Blot up wet spills with a paper towel or damp, soft cloth. Don't wipe the spill as this will spread the stain over a wider area. Apply water and a mild detergent directly to the area of the spill and blot again. Repeat the process until the spill is not longer evident. Always clean spills of oil-based products, such as certain makeup products, cooking oil or grease, as soon as possible to prevent staining. If the spill results in a stain, more advanced cleaning may be required.

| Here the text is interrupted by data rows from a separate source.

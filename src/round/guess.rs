//! Guess evaluation
//!
//! Order matters: validation first (nothing consumed on bad input), then the
//! guess is logged and an attempt spent, then match is checked before
//! exhaustion so a last-attempt hit still wins.

use std::fmt;

use super::state::{Round, RoundStatus};
use crate::error::{GameError, Result};

/// Which way the secret lies from the guess
#[derive(Debug, Clone, Copy, PartialEq, Eq)]
pub enum Direction {
    Higher,
    Lower,
}

impl fmt::Display for Direction {
    fn fmt(&self, f: &mut fmt::Formatter<'_>) -> fmt::Result {
        f.write_str(match self {
            Direction::Higher => "Higher",
            Direction::Lower => "Lower",
        })
    }
}

/// How close a guess is, relative to the range size
#[derive(Debug, Clone, Copy, PartialEq, Eq)]
pub enum ProximityBand {
    Hot,
    Warm,
    Cold,
}

impl ProximityBand {
    /// Hot within ceil(2% of max), warm within ceil(6% of max), else cold
    pub fn classify(distance: u32, max: u32) -> Self {
        let hot = (max * 2).div_ceil(100);
        let warm = (max * 6).div_ceil(100);
        if distance <= hot {
            ProximityBand::Hot
        } else if distance <= warm {
            ProximityBand::Warm
        } else {
            ProximityBand::Cold
        }
    }
}

impl fmt::Display for ProximityBand {
    fn fmt(&self, f: &mut fmt::Formatter<'_>) -> fmt::Result {
        f.write_str(match self {
            ProximityBand::Hot => "🔥 Hot",
            ProximityBand::Warm => "🌡️ Warm",
            ProximityBand::Cold => "❄️ Cold",
        })
    }
}

/// What a valid guess did to the round
#[derive(Debug, Clone, Copy, PartialEq, Eq)]
pub enum GuessOutcome {
    Won { secret: u32 },
    Lost { secret: u32 },
    Continue {
        direction: Direction,
        /// Only filled when the caller asked for hints
        proximity: Option<ProximityBand>,
    },
}

/// Result of a valid guess
#[derive(Debug, Clone, Copy, PartialEq, Eq)]
pub struct GuessResult {
    pub guess: u32,
    pub attempts_remaining: u32,
    pub outcome: GuessOutcome,
}

/// Parse player input into a guess within `1..=max`
pub fn parse_guess(raw: &str, max: u32) -> Result<u32> {
    let trimmed = raw.trim();
    let value: f64 = trimmed
        .parse()
        .map_err(|_| GameError::NotANumber(raw.to_string()))?;
    if !value.is_finite() || value.fract() != 0.0 {
        return Err(GameError::NotANumber(raw.to_string()));
    }
    // Saturating cast; anything that far out is out of range anyway
    let guess = value as i64;
    if guess < 1 || guess > i64::from(max) {
        return Err(GameError::OutOfRange { guess, max });
    }
    Ok(guess as u32)
}

/// Evaluate one guess against the round, mutating it only if the input is valid
pub fn submit_guess(round: &mut Round, raw: &str, hints: bool) -> Result<GuessResult> {
    match round.status {
        RoundStatus::NotStarted => return Err(GameError::RoundNotStarted),
        RoundStatus::Won | RoundStatus::Lost => return Err(GameError::RoundAlreadyFinished),
        RoundStatus::InProgress => {}
    }

    let guess = parse_guess(raw, round.max())?;
    let secret = round.secret_unchecked();

    round.guess_log.push(guess);
    round.attempts_remaining = round.attempts_remaining.saturating_sub(1);

    let outcome = if guess == secret {
        round.status = RoundStatus::Won;
        GuessOutcome::Won { secret }
    } else if round.attempts_remaining == 0 {
        round.status = RoundStatus::Lost;
        GuessOutcome::Lost { secret }
    } else {
        let direction = if guess < secret {
            Direction::Higher
        } else {
            Direction::Lower
        };
        let proximity =
            hints.then(|| ProximityBand::classify(guess.abs_diff(secret), round.max()));
        GuessOutcome::Continue {
            direction,
            proximity,
        }
    };

    log::debug!(
        "Guess {} -> {:?} ({} left)",
        guess,
        round.status,
        round.attempts_remaining
    );

    Ok(GuessResult {
        guess,
        attempts_remaining: round.attempts_remaining,
        outcome,
    })
}

#[cfg(test)]
mod tests {
    use super::*;
    use crate::difficulty::Difficulty;

    fn easy_round(secret: u32) -> Round {
        Round::with_secret(Difficulty::Easy, secret).unwrap()
    }

    #[test]
    fn test_end_to_end_easy_round() {
        let mut round = easy_round(25);

        let r1 = submit_guess(&mut round, "10", false).unwrap();
        assert_eq!(
            r1.outcome,
            GuessOutcome::Continue {
                direction: Direction::Higher,
                proximity: None
            }
        );

        let r2 = submit_guess(&mut round, "40", false).unwrap();
        assert!(matches!(
            r2.outcome,
            GuessOutcome::Continue {
                direction: Direction::Lower,
                ..
            }
        ));

        let r3 = submit_guess(&mut round, "25", false).unwrap();
        assert_eq!(r3.outcome, GuessOutcome::Won { secret: 25 });
        assert_eq!(round.attempts_remaining(), 9);
        assert_eq!(round.guess_log(), &[10, 40, 25]);
        assert_eq!(round.status(), RoundStatus::Won);
        assert_eq!(round.secret(), Some(25));
    }

    #[test]
    fn test_match_on_last_attempt_wins() {
        let mut round = easy_round(30);
        round.attempts_remaining = 1;
        let result = submit_guess(&mut round, "30", false).unwrap();
        assert_eq!(result.outcome, GuessOutcome::Won { secret: 30 });
        assert_eq!(result.attempts_remaining, 0);
        assert_eq!(round.status(), RoundStatus::Won);
    }

    #[test]
    fn test_miss_on_last_attempt_loses() {
        let mut round = easy_round(30);
        round.attempts_remaining = 1;
        let result = submit_guess(&mut round, "29", true).unwrap();
        assert_eq!(result.outcome, GuessOutcome::Lost { secret: 30 });
        assert_eq!(round.attempts_remaining(), 0);
        assert_eq!(round.status(), RoundStatus::Lost);
    }

    #[test]
    fn test_exhausting_all_attempts() {
        let mut round = easy_round(50);
        for _ in 0..11 {
            let r = submit_guess(&mut round, "1", false).unwrap();
            assert!(matches!(r.outcome, GuessOutcome::Continue { .. }));
        }
        let last = submit_guess(&mut round, "2", false).unwrap();
        assert_eq!(last.outcome, GuessOutcome::Lost { secret: 50 });
        assert_eq!(round.guess_log().len(), 12);
    }

    #[test]
    fn test_not_a_number_leaves_round_untouched() {
        let mut round = easy_round(25);
        let before = round.clone();
        for raw in ["abc", "3.5.2", "", "   ", "NaN", "inf", "3.5"] {
            let err = submit_guess(&mut round, raw, false).unwrap_err();
            assert!(matches!(err, GameError::NotANumber(_)), "{raw:?} -> {err:?}");
        }
        assert_eq!(round, before);
    }

    #[test]
    fn test_out_of_range_leaves_round_untouched() {
        let mut round = easy_round(25);
        let before = round.clone();
        assert!(matches!(
            submit_guess(&mut round, "0", false),
            Err(GameError::OutOfRange { guess: 0, max: 50 })
        ));
        assert!(matches!(
            submit_guess(&mut round, "51", false),
            Err(GameError::OutOfRange { guess: 51, max: 50 })
        ));
        assert!(matches!(
            submit_guess(&mut round, "-4", false),
            Err(GameError::OutOfRange { .. })
        ));
        assert!(matches!(
            submit_guess(&mut round, "1e30", false),
            Err(GameError::OutOfRange { .. })
        ));
        assert_eq!(round, before);
    }

    #[test]
    fn test_parse_accepts_padding_and_integral_floats() {
        assert_eq!(parse_guess(" 12 ", 50).unwrap(), 12);
        assert_eq!(parse_guess("12.0", 50).unwrap(), 12);
        assert_eq!(parse_guess("1", 50).unwrap(), 1);
        assert_eq!(parse_guess("50", 50).unwrap(), 50);
    }

    #[test]
    fn test_finished_round_rejects_guesses() {
        let mut round = easy_round(5);
        submit_guess(&mut round, "5", false).unwrap();
        let before = round.clone();
        assert!(matches!(
            submit_guess(&mut round, "6", false),
            Err(GameError::RoundAlreadyFinished)
        ));
        assert_eq!(round, before);
    }

    #[test]
    fn test_not_started_round_rejects_guesses() {
        use rand::SeedableRng;
        let mut rng = rand_pcg::Pcg32::seed_from_u64(7);
        let mut round = Round::prepare(Difficulty::Medium, &mut rng);
        assert!(matches!(
            submit_guess(&mut round, "10", false),
            Err(GameError::RoundNotStarted)
        ));
        assert!(round.guess_log().is_empty());
    }

    #[test]
    fn test_proximity_only_with_hints() {
        let mut round = easy_round(25);
        let r = submit_guess(&mut round, "24", true).unwrap();
        assert_eq!(
            r.outcome,
            GuessOutcome::Continue {
                direction: Direction::Higher,
                proximity: Some(ProximityBand::Hot)
            }
        );
        let r = submit_guess(&mut round, "24", false).unwrap();
        assert_eq!(
            r.outcome,
            GuessOutcome::Continue {
                direction: Direction::Higher,
                proximity: None
            }
        );
    }

    #[test]
    fn test_proximity_boundaries() {
        // easy: hot <= 1, warm <= 3
        assert_eq!(ProximityBand::classify(1, 50), ProximityBand::Hot);
        assert_eq!(ProximityBand::classify(2, 50), ProximityBand::Warm);
        assert_eq!(ProximityBand::classify(3, 50), ProximityBand::Warm);
        assert_eq!(ProximityBand::classify(4, 50), ProximityBand::Cold);
        // medium: hot <= 2, warm <= 6
        assert_eq!(ProximityBand::classify(2, 100), ProximityBand::Hot);
        assert_eq!(ProximityBand::classify(3, 100), ProximityBand::Warm);
        assert_eq!(ProximityBand::classify(6, 100), ProximityBand::Warm);
        assert_eq!(ProximityBand::classify(7, 100), ProximityBand::Cold);
        // hard: hot <= 10, warm <= 30
        assert_eq!(ProximityBand::classify(10, 500), ProximityBand::Hot);
        assert_eq!(ProximityBand::classify(11, 500), ProximityBand::Warm);
        assert_eq!(ProximityBand::classify(30, 500), ProximityBand::Warm);
        assert_eq!(ProximityBand::classify(31, 500), ProximityBand::Cold);
        // tiny ranges still round up
        assert_eq!(ProximityBand::classify(1, 1), ProximityBand::Hot);
    }

    #[test]
    fn test_display_labels() {
        assert_eq!(Direction::Higher.to_string(), "Higher");
        assert_eq!(Direction::Lower.to_string(), "Lower");
        assert_eq!(ProximityBand::Cold.to_string(), "❄️ Cold");
    }
}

Pens or markers left uncapped may leak onto your marble surface as well. If the spill goes undetected and results in a stain, you may be able to remove the stain by gently applying acetone to the stain with a soft cloth. The Marble Institute of America recommends only using acetone on dark stones.


Other Cleaning Products

Different types of stains on marble surfaces require different methods of cleaning. Some oil-based, biological and organic stains respond well to bleach, hydrogen peroxide or ammonia in addition to acetone. Be careful not to mix cleansers as this can result in unpleasant side effects. Combining bleach and ammonia produces a toxic gas which can be lethal. Avoid abrasive cleansers and cleansers that contain acid. Some stains may require a poultice of acetone and a powdered material such as talc, powdered chalk or white molding plaster, which can be applied to the stain and left for up to two days to draw out the stain.